Landlords don’t have to be local to Arizona to take advantage of Riana’s services. Riana uses technology to keep out-of-state and even overseas clients in the loop and acts as their eyes and ears. If her clients need someone to go in-person to check on their properties, Riana is the one to do it.

Investment property is a business, Riana says, and you have to be able to trust the other people on your team so that you can use your own time wisely. Riana works to keep her strategies in line with her what her clients want. She says that the key is to find a property manager with the resources of a large company, but who treats you as an individual and helps you reach your specific goals.

Property managers like Riana spend most of their day “putting out fires,” which can be stressful for some but which Riana finds exciting and motivating. She lives by the words of former UCLA basketball coach John Wooden, “Discipline yourself so others won’t need to.”

5 Key Points:

  1. Communication is key. Good property managers bridge the communication gap between landlord and tenant. Beware of property managers who are difficult to reach on the phone or who don’t respond promptly to communications.
  2. Have questions for potential property managers. Have a list of questions ready when searching for a new property manager and prioritize the ones that are most important to you.
  3. Good property managers understand your goals. Don’t be afraid to cancel a property manager that isn’t right for you.
  4. Bad property managers will spend your money without you. Poor managers don’t abide by maintenance terms and will spend money without calling you first. Good property managers will always call you before spending your money.
  5. Good landlords recognize that real estate investing is a business. Be prepared to set aside your personal feelings, take reasonable risk and accept that incidentals happen. Even great tenants can be unpredictable and landlords have to understand that.

Favorite Athlete: Peyton Manning, former NFL quarterback

Favorite Book: #GIRLBOSS by Sophia Amoruso

Thank you Riana for taking time out to share some great property management tips with us.

Connect with Riana King and Real Property Management on Facebook or check out RPM’s Scottsdale and Tucson websites.

Thank you Riana for taking time out to share some great property management tips with us.

Listen to all the episodes of The Real Estate Locker Room Show and sign up for my FREE monthly newsletter at

POST GAME REPORT: Episode Transcript

JC 021: Finding the Perfect Property Manager with Riana King

Everyone on your real estate team must share the same goal

Announcer: Welcome to the, “Real Estate Locker Room Show” with John Carney. Did you know investing in real estate is a team sport? Join John and his guests as they explore the business of real estate and athletic competition. The goal for this show is to grant you direct access to the real estate pros that are closing profitable deals and growing their businesses.
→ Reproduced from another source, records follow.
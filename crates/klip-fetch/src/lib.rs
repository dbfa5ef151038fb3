//! SSRF-safe video fetching for the KlipMaker pipeline.
//!
//! Every outbound URL is validated before any request: scheme and
//! credential checks, DNS resolution with private-range blocking of every
//! resolved address, and manual redirect following that re-validates each
//! hop. Downloads stream to disk under a hard byte ceiling and are
//! accepted only when the file head matches a known video container
//! signature.

pub mod download;
pub mod error;
pub mod magic;
pub mod ssrf;

pub use download::{DownloadedVideo, Fetcher, DOWNLOAD_TIMEOUT_SECS, MAX_FILE_SIZE};
pub use error::{FetchError, FetchResult};
pub use magic::detect_container;
pub use ssrf::{is_private_ip, validate_url};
On the “Real Estate Locker Room Show” we are getting in the ring with successful investors, developers, operators, and all of the industry professionals to learn what it takes to achieve on-going success. Now it’s time to kick-off and level up with new ways to grow your real estate business.


John Carney: Welcome back everybody, to another episode of The Real Estate Locker Room Show. As always, I’m your host John Carney, coming at you today from Cleveland, Ohio. Joining me on the line in Scottsdale, Arizona, is Riana King. She is a property manager and she’s going to be talking to all the investors out there; she’s going to be addressing what you need to look out for when you’re including a property manager on your team. So if you’re a landlord, stay tuned because this is going to be a great episode.

As always, always grateful that everybody tunes in and thank you for the reviews we’re getting on iTunes. So without any further ado, we’ll kick this off by introducing Riana King, who was born and raised in Arizona, so she is a native in the Arizona market. She’s worked in the real estate game for over 14 years, specializing in many aspects of niche marketing and investment properties. For the last seven years she has used her focus to cultivate and grow one of the state’s most effective and proven property management companies, RPM, which stands for Real Property Management. Her client list ranges from accidental landlords to large portfolio owners and her property management services include residential long term rentals, short term vacation rentals, multifamily complexes and small commercial.

So, looking forward to learning a little bit more from you Riana. Welcome to the show.


Riana King: Hi. I’m excited to be here.


John Carney: Perfect. And I did get that correct, your offices are currently in Scottsdale, is that right?


Riana King: Yes, we are in Scottsdale, and then we also have a location in Tucson. So we’re covering both major metropolitan areas in Arizona.


John Carney: Awesome. Well, we like to kick this off with a — we’re in the real estate locker room, so just a quick sports question to get the conversation going. Do you have a favorite athlete?


Riana King: It would be Peyton, I think he’s a great role model and I love the way that he leads his team. So that’s my guy.


John Carney: So looking at the quarterback leading the football team and what a great competitor Peyton was. Do you see a correlation between that and what you’re doing to lead your team?


Riana King: Absolutely. I mean, you can’t have one person that is not part of the group, and isn’t brought into the bigger process. So he does a really good job of getting everyone motivated and helping them feel like they’re part of the team and understanding what the goal is, and property management you have to have that.


John Carney: I agree and believe that it doesn’t matter what product line you’re in, whether it’s single family or retail or industrial, if you’re not self-managing, the property manager is just a critical member of your team. For the people in the Phoenix and Tucson market that are lucky enough to stumble across your business, that is fantastic. Can you share with the audience what they need to be looking for in a property manager and in your niche?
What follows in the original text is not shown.